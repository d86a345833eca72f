// Host-side tests for the particle engine and emission strategies. The main
// crate is wasm-only, so the pure core modules are included directly.

#![allow(dead_code)]
mod sim {
    pub mod constants {
        include!("../src/core/constants.rs");
    }
    pub mod particle {
        include!("../src/core/particle.rs");
    }
}

use glam::Vec2;
use rand::rngs::StdRng;
use rand::SeedableRng;
use sim::constants::*;
use sim::particle::*;
use std::f32::consts::TAU;

#[test]
fn alpha_follows_linear_fade_law() {
    let mut p = Particle::new(Vec2::ZERO, Vec2::ZERO, "#fff".into());
    for n in 1..=200 {
        assert!(!p.is_dead() || 1.0 - (n - 1) as f32 * PARTICLE_FADE_STEP <= 0.0);
        p.update();
        let expected = 1.0 - n as f32 * PARTICLE_FADE_STEP;
        assert!(
            (p.alpha - expected).abs() < 1e-3,
            "alpha {} != {expected} after {n} updates",
            p.alpha
        );
    }
    // ~125 frames at the configured decrement
    assert!(p.is_dead());
}

#[test]
fn update_applies_friction_then_gravity_then_integration() {
    let mut p = Particle::new(Vec2::ZERO, Vec2::new(1.0, -2.0), "#fff".into());
    p.update();
    let expected_vel = Vec2::new(
        1.0 * PARTICLE_FRICTION,
        -2.0 * PARTICLE_FRICTION + PARTICLE_GRAVITY,
    );
    assert!((p.vel - expected_vel).length() < 1e-6);
    assert!((p.pos - expected_vel).length() < 1e-6);
}

#[test]
fn radial_burst_uses_even_angular_lattice_with_bounded_speeds() {
    let mut rng = StdRng::seed_from_u64(7);
    let mut out = Vec::new();
    radial_burst(Vec2::new(5.0, 9.0), "#abc", RADIAL_PARTICLE_COUNT, &mut rng, &mut out);
    assert_eq!(out.len(), RADIAL_PARTICLE_COUNT);

    let step = TAU / RADIAL_PARTICLE_COUNT as f32;
    for (i, p) in out.iter().enumerate() {
        assert_eq!(p.pos, Vec2::new(5.0, 9.0));
        let speed = p.vel.length();
        assert!(
            (0.0..RADIAL_SPEED_MAX).contains(&speed),
            "speed {speed} out of range"
        );
        if speed > 1e-4 {
            let angle = p.vel.y.atan2(p.vel.x).rem_euclid(TAU);
            let expected = (step * i as f32).rem_euclid(TAU);
            let diff = (angle - expected).abs();
            let diff = diff.min(TAU - diff);
            assert!(diff < 1e-3, "particle {i}: angle {angle} != {expected}");
        }
    }
}

#[test]
fn heart_burst_matches_closed_form_curve() {
    let origin = Vec2::new(100.0, 100.0);
    let mut out = Vec::new();
    heart_burst(origin, "#ff0066", HEART_PARTICLE_COUNT, &mut out);
    assert_eq!(out.len(), HEART_PARTICLE_COUNT);

    for (i, p) in out.iter().enumerate() {
        assert_eq!(p.pos, origin, "initial positions must equal the origin");
        let t = TAU * i as f32 / HEART_PARTICLE_COUNT as f32;
        let expected = heart_curve_point(t) * HEART_VELOCITY_SCALE;
        assert!(
            (p.vel - expected).length() < 1e-5,
            "particle {i}: vel {:?} != {:?}",
            p.vel,
            expected
        );
    }
}

#[test]
fn heart_curve_has_expected_extremes() {
    // Widest points at t = pi/2 and 3pi/2
    let right = heart_curve_point(std::f32::consts::FRAC_PI_2);
    assert!((right.x - 16.0).abs() < 1e-4);
    let left = heart_curve_point(3.0 * std::f32::consts::FRAC_PI_2);
    assert!((left.x + 16.0).abs() < 1e-4);
    // Bottom tip (largest screen-space y) at t = pi
    let tip = heart_curve_point(std::f32::consts::PI);
    assert!(tip.y > heart_curve_point(0.0).y);
}

#[test]
fn integrated_heart_cloud_keeps_the_curve_aspect() {
    let origin = Vec2::new(100.0, 100.0);
    let mut out = Vec::new();
    heart_burst(origin, "#ff0066", HEART_PARTICLE_COUNT, &mut out);
    for _ in 0..30 {
        for p in &mut out {
            p.update();
        }
    }

    let bounds = |points: &[Vec2]| {
        let mut min = Vec2::splat(f32::MAX);
        let mut max = Vec2::splat(f32::MIN);
        for p in points {
            min = min.min(*p);
            max = max.max(*p);
        }
        max - min
    };
    let cloud = bounds(&out.iter().map(|p| p.pos).collect::<Vec<_>>());
    let curve = bounds(
        &(0..HEART_PARTICLE_COUNT)
            .map(|i| heart_curve_point(TAU * i as f32 / HEART_PARTICLE_COUNT as f32))
            .collect::<Vec<_>>(),
    );

    let cloud_aspect = cloud.x / cloud.y;
    let curve_aspect = curve.x / curve.y;
    let rel = (cloud_aspect - curve_aspect).abs() / curve_aspect;
    assert!(
        rel < 0.10,
        "cloud aspect {cloud_aspect} drifted from curve aspect {curve_aspect}"
    );
}
use std::cell::{Cell, RefCell};
use std::rc::Rc;

use glam::Vec2;
use instant::Instant;
use wasm_bindgen::closure::Closure;
use wasm_bindgen::JsCast;
use web_sys as web;

use crate::constants::*;
use crate::core::FireworksSim;
use crate::frame::Spawners;
use crate::{dom, overlay};

/// True when the event target is background, i.e. not inside any region
/// that swallows taps. The opaque-region list is the explicit hit-test
/// policy; a missing or non-element target counts as background.
fn is_background_target(target: Option<web::EventTarget>) -> bool {
    let Some(target) = target else { return true };
    let Some(el) = target.dyn_ref::<web::Element>() else {
        return true;
    };
    for selector in OPAQUE_REGIONS {
        if matches!(el.closest(selector), Ok(Some(_))) {
            return false;
        }
    }
    true
}

/// Background click or touch launches a heart rocket at the pointer.
pub fn wire_background_launch(sim: Rc<RefCell<FireworksSim>>) {
    let Some(window) = web::window() else { return };

    let sim_click = sim.clone();
    let click = Closure::wrap(Box::new(move |ev: web::MouseEvent| {
        if is_background_target(ev.target()) {
            sim_click
                .borrow_mut()
                .launch_heart(Vec2::new(ev.client_x() as f32, ev.client_y() as f32));
        }
    }) as Box<dyn FnMut(_)>);
    _ = window.add_event_listener_with_callback("click", click.as_ref().unchecked_ref());
    click.forget();

    let touch = Closure::wrap(Box::new(move |ev: web::TouchEvent| {
        if is_background_target(ev.target()) {
            if let Some(t) = ev.touches().get(0) {
                sim.borrow_mut()
                    .launch_heart(Vec2::new(t.client_x() as f32, t.client_y() as f32));
            }
        }
    }) as Box<dyn FnMut(_)>);
    _ = window.add_event_listener_with_callback("touchstart", touch.as_ref().unchecked_ref());
    touch.forget();
}

/// Cursor-trail hearts on pointer movement, throttled to one per 50 ms.
pub fn wire_heart_trail(document: &web::Document) {
    let Some(window) = web::window() else { return };
    let last_emit: Rc<Cell<Option<Instant>>> = Rc::new(Cell::new(None));

    let doc = document.clone();
    let last = last_emit.clone();
    let mouse = Closure::wrap(Box::new(move |ev: web::MouseEvent| {
        if throttle_elapsed(&last) {
            overlay::spawn_cursor_heart(&doc, ev.client_x() as f32, ev.client_y() as f32);
        }
    }) as Box<dyn FnMut(_)>);
    _ = window.add_event_listener_with_callback("mousemove", mouse.as_ref().unchecked_ref());
    mouse.forget();

    let doc = document.clone();
    let touch = Closure::wrap(Box::new(move |ev: web::TouchEvent| {
        if let Some(t) = ev.touches().get(0) {
            if throttle_elapsed(&last_emit) {
                overlay::spawn_cursor_heart(&doc, t.client_x() as f32, t.client_y() as f32);
            }
        }
    }) as Box<dyn FnMut(_)>);
    _ = window.add_event_listener_with_callback("touchmove", touch.as_ref().unchecked_ref());
    touch.forget();
}

fn throttle_elapsed(last: &Cell<Option<Instant>>) -> bool {
    let now = Instant::now();
    match last.get() {
        Some(prev) if now.duration_since(prev).as_millis() < HEART_TRAIL_THROTTLE_MS as u128 => {
            false
        }
        _ => {
            last.set(Some(now));
            true
        }
    }
}

/// Keep both canvases at viewport size and rebuild the responsive heart
/// frame when the window resizes. Safe to invoke before first paint.
pub fn wire_resize(
    document: &web::Document,
    canvases: Vec<web::HtmlCanvasElement>,
    sim: Rc<RefCell<FireworksSim>>,
    frame_spawners: Rc<RefCell<Spawners>>,
) {
    let Some(window) = web::window() else { return };
    let doc = document.clone();
    let closure = Closure::wrap(Box::new(move || {
        for canvas in &canvases {
            dom::sync_canvas_to_viewport(canvas);
        }
        overlay::build_heart_frame(&doc, sim.clone(), &frame_spawners);
    }) as Box<dyn FnMut()>);
    _ = window.add_event_listener_with_callback("resize", closure.as_ref().unchecked_ref());
    closure.forget();
}
use std::cell::{Cell, RefCell};
use std::f64::consts::TAU;
use std::rc::Rc;

use rand::rngs::SmallRng;
use wasm_bindgen::closure::Closure;
use wasm_bindgen::JsCast;
use web_sys as web;

use crate::constants::*;
use crate::core::{FireworksSim, Starfield, StarSprite};

/// Cancellation token for a requestAnimationFrame loop. Dropping the handle
/// leaves the loop running; `stop` prevents the next reschedule.
pub struct LoopHandle {
    running: Rc<Cell<bool>>,
}

impl LoopHandle {
    pub fn stop(&self) {
        self.running.set(false);
    }
}

/// Continuously reschedule `tick` on requestAnimationFrame until stopped.
pub fn start_loop(mut tick: impl FnMut() + 'static) -> LoopHandle {
    let running = Rc::new(Cell::new(true));
    let flag = running.clone();
    let cb: Rc<RefCell<Option<Closure<dyn FnMut()>>>> = Rc::new(RefCell::new(None));
    let cb_clone = cb.clone();
    *cb.borrow_mut() = Some(Closure::wrap(Box::new(move || {
        if !flag.get() {
            return;
        }
        tick();
        if let Some(w) = web::window() {
            _ = w.request_animation_frame(
                cb_clone.borrow().as_ref().unwrap().as_ref().unchecked_ref(),
            );
        }
    }) as Box<dyn FnMut()>));
    if let Some(w) = web::window() {
        _ = w.request_animation_frame(cb.borrow().as_ref().unwrap().as_ref().unchecked_ref());
    }
    LoopHandle { running }
}

/// Registry of recurring timer handles so an embedder can tear the page
/// down without leaking intervals.
#[derive(Default)]
pub struct Spawners {
    handles: Vec<i32>,
}

impl Spawners {
    pub fn register(&mut self, handle: Option<i32>) {
        if let Some(h) = handle {
            self.handles.push(h);
        }
    }

    /// Clear every registered interval.
    pub fn stop(&mut self) {
        if let Some(w) = web::window() {
            for h in self.handles.drain(..) {
                w.clear_interval_with_handle(h);
            }
        }
    }
}

/// Per-frame state for the fireworks canvas.
///
/// Tick order: trail fade over the previous frame, update, draw rockets,
/// draw particles, prune — so every entity's final frame is still rendered.
pub struct FireworksFrame {
    pub canvas: web::HtmlCanvasElement,
    pub ctx: web::CanvasRenderingContext2d,
    pub sim: Rc<RefCell<FireworksSim>>,
    pub rng: SmallRng,
}

impl FireworksFrame {
    pub fn frame(&mut self) {
        let w = self.canvas.width() as f64;
        let h = self.canvas.height() as f64;

        self.ctx.set_fill_style_str(TRAIL_FILL);
        self.ctx.fill_rect(0.0, 0.0, w, h);

        let mut sim = self.sim.borrow_mut();
        sim.update(&mut self.rng);
        for rocket in &sim.rockets {
            self.draw_rocket(rocket.pos.x as f64, rocket.pos.y as f64, &rocket.color);
        }
        for particle in &sim.particles {
            self.draw_particle(
                particle.pos.x as f64,
                particle.pos.y as f64,
                &particle.color,
                particle.alpha as f64,
            );
        }
        sim.prune();
    }

    fn draw_rocket(&self, x: f64, y: f64, color: &str) {
        let ctx = &self.ctx;
        ctx.save();
        ctx.begin_path();
        _ = ctx.arc(x, y, ROCKET_RADIUS, 0.0, TAU);
        ctx.set_fill_style_str(color);
        ctx.set_shadow_blur(ROCKET_GLOW_BLUR);
        ctx.set_shadow_color(color);
        ctx.fill();
        ctx.restore();
    }

    fn draw_particle(&self, x: f64, y: f64, color: &str, alpha: f64) {
        let ctx = &self.ctx;
        ctx.save();
        ctx.set_global_alpha(alpha.max(0.0));
        ctx.begin_path();
        _ = ctx.arc(x, y, PARTICLE_RADIUS, 0.0, TAU);
        ctx.set_fill_style_str(color);
        ctx.fill();
        ctx.restore();
    }
}

/// Per-frame state for the starfield canvas. Independent of the fireworks
/// loop: full clear each tick, no trail.
pub struct StarfieldFrame {
    pub canvas: web::HtmlCanvasElement,
    pub ctx: web::CanvasRenderingContext2d,
    pub field: Starfield,
    pub rng: SmallRng,
}

impl StarfieldFrame {
    pub fn frame(&mut self) {
        let size = glam::Vec2::new(self.canvas.width() as f32, self.canvas.height() as f32);
        self.ctx.clear_rect(0.0, 0.0, size.x as f64, size.y as f64);

        // Additive blending for the neon bloom; reset afterwards so sibling
        // layers composite normally.
        _ = self.ctx.set_global_composite_operation("lighter");
        self.field.update(size, &mut self.rng);
        for star in &self.field.stars {
            if let Some(sprite) = star.project(size) {
                self.draw_star(&sprite);
            }
        }
        _ = self.ctx.set_global_composite_operation("source-over");
    }

    /// Slowly rotating five-pointed star with an hsl glow.
    fn draw_star(&self, s: &StarSprite) {
        let ctx = &self.ctx;
        let size = s.size as f64;
        ctx.save();
        _ = ctx.translate(s.pos.x as f64, s.pos.y as f64);
        _ = ctx.rotate(s.rotation as f64);
        ctx.begin_path();
        for i in 0..5 {
            let outer = (18.0 + i as f64 * 72.0).to_radians();
            ctx.line_to(outer.cos() * size, outer.sin() * size);
            let inner = (54.0 + i as f64 * 72.0).to_radians();
            ctx.line_to(inner.cos() * size * 0.5, inner.sin() * size * 0.5);
        }
        ctx.close_path();
        ctx.set_fill_style_str(&format!("hsl({:.0}, 100%, 80%)", s.hue));
        ctx.set_global_alpha(s.opacity as f64);
        ctx.set_shadow_blur(size * 2.0);
        ctx.set_shadow_color(&format!("hsl({:.0}, 100%, 50%)", s.hue));
        ctx.fill();
        ctx.restore();
    }
}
------------------------------------------------------------------------
* What you are asked to do
Look through the material above for "diff" and copy the lines that have it.

* Output of the task
            let diff = (angle - expected).abs();
            let diff = diff.min(TAU - diff);
            assert!(diff < 1e-3, "particle {i}: angle {angle} != {expected}");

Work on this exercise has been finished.